--- DATA EXTRACT Enclosed Below ---

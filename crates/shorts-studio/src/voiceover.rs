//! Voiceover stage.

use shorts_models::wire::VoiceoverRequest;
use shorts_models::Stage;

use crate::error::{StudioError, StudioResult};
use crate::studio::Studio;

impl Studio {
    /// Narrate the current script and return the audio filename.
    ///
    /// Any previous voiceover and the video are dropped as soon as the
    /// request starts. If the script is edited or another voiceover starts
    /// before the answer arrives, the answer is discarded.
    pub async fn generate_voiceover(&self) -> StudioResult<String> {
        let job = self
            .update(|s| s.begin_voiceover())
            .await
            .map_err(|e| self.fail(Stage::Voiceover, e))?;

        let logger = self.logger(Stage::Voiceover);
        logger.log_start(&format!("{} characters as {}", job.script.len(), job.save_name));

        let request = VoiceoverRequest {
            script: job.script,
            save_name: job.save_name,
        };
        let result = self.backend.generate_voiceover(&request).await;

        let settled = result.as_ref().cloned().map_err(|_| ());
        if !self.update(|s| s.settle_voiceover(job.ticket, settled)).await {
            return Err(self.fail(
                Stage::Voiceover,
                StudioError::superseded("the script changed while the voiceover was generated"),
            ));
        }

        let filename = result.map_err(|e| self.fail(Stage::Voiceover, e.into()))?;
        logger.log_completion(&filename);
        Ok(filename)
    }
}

--- End of Enclosed DATA EXTRACT ---

- _REQUIRED WORK_: Every entry, from top to bottom, should be repeated word for word.

- _SOLUTION TO THIS EXERCISE_:
filename crates/shorts-studio/src/voiceover.rs
//! Voiceover stage.

use shorts_models::wire::VoiceoverRequest;
use shorts_models::Stage;

use crate::error::{StudioError, StudioResult};
use crate::studio::Studio;

impl Studio {
    /// Narrate the current script and return the audio filename.
    ///
    /// Any previous voiceover and the video are dropped as soon as the
    /// request starts. If the script is edited or another voiceover starts
    /// before the answer arrives, the answer is discarded.
    pub async fn generate_voiceover(&self) -> StudioResult<String> {
        let job = self
            .update(|s| s.begin_voiceover())
            .await
            .map_err(|e| self.fail(Stage::Voiceover, e))?;

        let logger = self.logger(Stage::Voiceover);
        logger.log_start(&format!("{} characters as {}", job.script.len(), job.save_name));

        let request = VoiceoverRequest {
            script: job.script,
            save_name: job.save_name,
        };
        let result = self.backend.generate_voiceover(&request).await;

        let settled = result.as_ref().cloned().map_err(|_| ());
        if !self.update(|s| s.settle_voiceover(job.ticket, settled)).await {
            return Err(self.fail(
                Stage::Voiceover,
                StudioError::superseded("the script changed while the voiceover was generated"),
            ));
        }

        let filename = result.map_err(|e| self.fail(Stage::Voiceover, e.into()))?;
        logger.log_completion(&filename);
        Ok(filename)
    }
}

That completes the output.